## Excerpted data:
:::
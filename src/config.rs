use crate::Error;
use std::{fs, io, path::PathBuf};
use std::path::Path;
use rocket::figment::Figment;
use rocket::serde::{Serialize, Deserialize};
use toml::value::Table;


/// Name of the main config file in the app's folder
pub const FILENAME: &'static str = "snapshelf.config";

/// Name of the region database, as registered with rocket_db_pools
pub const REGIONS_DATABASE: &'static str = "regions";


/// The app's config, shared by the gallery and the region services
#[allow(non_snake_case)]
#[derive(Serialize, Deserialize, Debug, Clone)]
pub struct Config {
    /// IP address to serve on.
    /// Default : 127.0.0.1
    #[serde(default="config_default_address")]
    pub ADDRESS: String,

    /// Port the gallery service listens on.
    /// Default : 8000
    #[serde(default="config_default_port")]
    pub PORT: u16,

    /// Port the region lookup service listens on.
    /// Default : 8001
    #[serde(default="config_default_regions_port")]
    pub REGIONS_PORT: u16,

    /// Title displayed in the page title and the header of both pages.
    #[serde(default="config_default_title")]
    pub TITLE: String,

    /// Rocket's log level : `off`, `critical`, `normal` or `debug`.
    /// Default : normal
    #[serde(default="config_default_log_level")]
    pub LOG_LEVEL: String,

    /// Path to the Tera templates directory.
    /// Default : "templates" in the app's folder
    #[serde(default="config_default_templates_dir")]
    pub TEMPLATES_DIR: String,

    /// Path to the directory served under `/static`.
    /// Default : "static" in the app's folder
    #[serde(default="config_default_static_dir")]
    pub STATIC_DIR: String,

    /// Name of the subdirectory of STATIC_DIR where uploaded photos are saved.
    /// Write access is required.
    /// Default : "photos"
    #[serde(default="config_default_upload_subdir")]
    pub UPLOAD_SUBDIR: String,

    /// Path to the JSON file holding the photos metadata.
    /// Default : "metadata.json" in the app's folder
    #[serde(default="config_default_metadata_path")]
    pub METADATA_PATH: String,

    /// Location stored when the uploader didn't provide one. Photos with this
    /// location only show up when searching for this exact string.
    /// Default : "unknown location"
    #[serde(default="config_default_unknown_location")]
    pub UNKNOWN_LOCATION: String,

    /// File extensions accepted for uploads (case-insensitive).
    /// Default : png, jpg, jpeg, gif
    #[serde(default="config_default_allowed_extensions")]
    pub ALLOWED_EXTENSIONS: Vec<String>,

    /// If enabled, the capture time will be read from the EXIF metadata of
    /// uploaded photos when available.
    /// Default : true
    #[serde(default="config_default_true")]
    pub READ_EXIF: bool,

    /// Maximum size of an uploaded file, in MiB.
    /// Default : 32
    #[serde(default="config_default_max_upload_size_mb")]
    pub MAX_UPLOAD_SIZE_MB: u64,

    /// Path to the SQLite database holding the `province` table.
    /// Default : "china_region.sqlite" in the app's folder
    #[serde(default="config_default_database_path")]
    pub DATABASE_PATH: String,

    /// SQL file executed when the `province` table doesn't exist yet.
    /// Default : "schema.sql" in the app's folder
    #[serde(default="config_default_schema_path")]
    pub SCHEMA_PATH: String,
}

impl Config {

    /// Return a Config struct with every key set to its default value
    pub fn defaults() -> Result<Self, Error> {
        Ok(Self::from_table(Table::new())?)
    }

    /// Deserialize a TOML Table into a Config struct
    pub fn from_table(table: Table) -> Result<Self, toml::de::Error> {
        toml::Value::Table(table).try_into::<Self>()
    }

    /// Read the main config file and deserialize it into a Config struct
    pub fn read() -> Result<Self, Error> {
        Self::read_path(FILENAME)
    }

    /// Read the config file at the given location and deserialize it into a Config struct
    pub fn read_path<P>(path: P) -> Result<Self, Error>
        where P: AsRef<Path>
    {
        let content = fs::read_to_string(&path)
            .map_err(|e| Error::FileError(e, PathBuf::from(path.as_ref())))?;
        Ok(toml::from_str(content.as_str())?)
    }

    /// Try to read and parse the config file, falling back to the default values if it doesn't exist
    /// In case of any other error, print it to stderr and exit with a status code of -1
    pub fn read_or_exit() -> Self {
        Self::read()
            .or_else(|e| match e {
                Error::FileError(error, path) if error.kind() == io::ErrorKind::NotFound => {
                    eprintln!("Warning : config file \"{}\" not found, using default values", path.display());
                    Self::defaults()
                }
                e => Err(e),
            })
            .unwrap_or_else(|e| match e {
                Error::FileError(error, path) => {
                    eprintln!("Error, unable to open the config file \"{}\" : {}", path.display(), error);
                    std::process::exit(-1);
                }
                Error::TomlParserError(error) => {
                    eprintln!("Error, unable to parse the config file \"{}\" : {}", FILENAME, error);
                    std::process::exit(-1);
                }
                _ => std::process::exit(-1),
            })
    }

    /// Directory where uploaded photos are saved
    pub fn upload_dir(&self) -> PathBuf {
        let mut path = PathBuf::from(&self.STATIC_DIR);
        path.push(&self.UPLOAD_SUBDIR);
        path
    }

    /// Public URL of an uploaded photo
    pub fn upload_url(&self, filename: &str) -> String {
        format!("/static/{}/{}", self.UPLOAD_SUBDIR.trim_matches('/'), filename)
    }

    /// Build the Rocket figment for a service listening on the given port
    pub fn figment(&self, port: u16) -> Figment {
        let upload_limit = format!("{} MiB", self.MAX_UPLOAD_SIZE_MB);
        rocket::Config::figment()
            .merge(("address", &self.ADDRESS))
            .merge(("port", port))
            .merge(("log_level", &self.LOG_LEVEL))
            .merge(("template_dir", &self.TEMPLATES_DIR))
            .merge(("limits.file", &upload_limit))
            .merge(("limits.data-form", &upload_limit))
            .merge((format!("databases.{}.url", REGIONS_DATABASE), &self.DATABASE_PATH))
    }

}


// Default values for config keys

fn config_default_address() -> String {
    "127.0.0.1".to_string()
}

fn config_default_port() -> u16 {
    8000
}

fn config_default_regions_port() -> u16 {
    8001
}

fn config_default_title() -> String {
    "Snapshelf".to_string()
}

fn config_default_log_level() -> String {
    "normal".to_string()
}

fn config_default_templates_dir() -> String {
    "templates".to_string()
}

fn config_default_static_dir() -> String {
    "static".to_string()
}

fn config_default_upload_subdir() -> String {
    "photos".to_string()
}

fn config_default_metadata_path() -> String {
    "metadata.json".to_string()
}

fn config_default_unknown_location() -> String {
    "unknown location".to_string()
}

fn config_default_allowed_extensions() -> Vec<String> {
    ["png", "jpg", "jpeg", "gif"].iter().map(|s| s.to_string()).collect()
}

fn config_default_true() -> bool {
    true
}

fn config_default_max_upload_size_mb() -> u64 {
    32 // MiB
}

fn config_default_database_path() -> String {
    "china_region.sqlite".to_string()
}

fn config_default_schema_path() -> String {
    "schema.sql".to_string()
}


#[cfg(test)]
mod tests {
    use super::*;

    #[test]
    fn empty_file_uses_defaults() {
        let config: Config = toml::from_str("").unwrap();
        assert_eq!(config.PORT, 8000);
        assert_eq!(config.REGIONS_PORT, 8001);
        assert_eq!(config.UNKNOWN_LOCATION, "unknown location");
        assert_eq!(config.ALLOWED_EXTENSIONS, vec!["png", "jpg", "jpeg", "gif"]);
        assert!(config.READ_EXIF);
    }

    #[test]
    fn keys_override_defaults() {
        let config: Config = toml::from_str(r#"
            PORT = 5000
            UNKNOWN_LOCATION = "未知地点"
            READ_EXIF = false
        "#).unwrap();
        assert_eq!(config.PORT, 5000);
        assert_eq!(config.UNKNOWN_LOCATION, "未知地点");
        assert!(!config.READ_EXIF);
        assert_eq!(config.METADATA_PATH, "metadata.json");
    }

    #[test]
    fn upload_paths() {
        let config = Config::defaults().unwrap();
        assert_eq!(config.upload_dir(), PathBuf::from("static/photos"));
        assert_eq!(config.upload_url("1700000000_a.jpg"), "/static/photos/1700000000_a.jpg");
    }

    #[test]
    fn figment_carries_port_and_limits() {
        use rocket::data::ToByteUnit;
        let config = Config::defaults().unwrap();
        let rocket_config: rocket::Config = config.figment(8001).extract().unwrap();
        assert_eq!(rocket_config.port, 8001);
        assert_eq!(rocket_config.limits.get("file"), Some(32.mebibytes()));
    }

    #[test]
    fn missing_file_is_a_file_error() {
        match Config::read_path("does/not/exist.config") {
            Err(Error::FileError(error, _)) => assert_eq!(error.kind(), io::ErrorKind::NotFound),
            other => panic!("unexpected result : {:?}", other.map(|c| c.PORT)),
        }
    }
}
:::
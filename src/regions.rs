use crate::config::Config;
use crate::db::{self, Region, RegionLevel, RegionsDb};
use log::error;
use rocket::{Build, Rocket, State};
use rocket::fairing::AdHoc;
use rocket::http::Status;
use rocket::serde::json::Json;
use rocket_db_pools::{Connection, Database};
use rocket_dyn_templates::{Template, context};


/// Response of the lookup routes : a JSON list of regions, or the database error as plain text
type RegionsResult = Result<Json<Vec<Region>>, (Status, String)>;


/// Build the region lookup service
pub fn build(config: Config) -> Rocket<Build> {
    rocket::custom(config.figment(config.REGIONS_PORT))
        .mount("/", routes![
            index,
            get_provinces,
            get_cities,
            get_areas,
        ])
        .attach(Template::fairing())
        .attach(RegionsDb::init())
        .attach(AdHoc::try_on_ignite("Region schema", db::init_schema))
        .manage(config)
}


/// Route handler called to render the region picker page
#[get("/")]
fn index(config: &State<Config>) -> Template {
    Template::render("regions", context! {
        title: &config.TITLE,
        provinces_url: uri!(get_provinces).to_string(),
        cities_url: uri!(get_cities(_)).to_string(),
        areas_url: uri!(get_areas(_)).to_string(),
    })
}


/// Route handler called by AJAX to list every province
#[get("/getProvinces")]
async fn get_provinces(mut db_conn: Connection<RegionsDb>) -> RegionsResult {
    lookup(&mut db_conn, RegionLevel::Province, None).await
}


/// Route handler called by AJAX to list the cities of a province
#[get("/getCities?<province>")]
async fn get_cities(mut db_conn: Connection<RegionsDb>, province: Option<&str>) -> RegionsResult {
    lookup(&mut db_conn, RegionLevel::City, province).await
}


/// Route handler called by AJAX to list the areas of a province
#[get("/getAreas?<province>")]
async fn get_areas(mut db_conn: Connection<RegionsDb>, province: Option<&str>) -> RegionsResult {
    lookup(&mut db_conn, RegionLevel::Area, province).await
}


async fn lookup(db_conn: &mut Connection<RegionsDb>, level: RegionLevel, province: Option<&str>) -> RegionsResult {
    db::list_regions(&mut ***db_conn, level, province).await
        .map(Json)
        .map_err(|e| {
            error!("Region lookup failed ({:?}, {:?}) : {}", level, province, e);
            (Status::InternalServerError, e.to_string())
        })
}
:::
From the material above, retype precisely the lines between the line holding "path.push(&self.UPLOAD_SUBDIR);" and the line holding "rocket::Config::figment()", inclusive, and nothing beyond them.

        path.push(&self.UPLOAD_SUBDIR);
        path
    }

    /// Public URL of an uploaded photo
    pub fn upload_url(&self, filename: &str) -> String {
        format!("/static/{}/{}", self.UPLOAD_SUBDIR.trim_matches('/'), filename)
    }

    /// Build the Rocket figment for a service listening on the given port
    pub fn figment(&self, port: u16) -> Figment {
        let upload_limit = format!("{} MiB", self.MAX_UPLOAD_SIZE_MB);
        rocket::Config::figment()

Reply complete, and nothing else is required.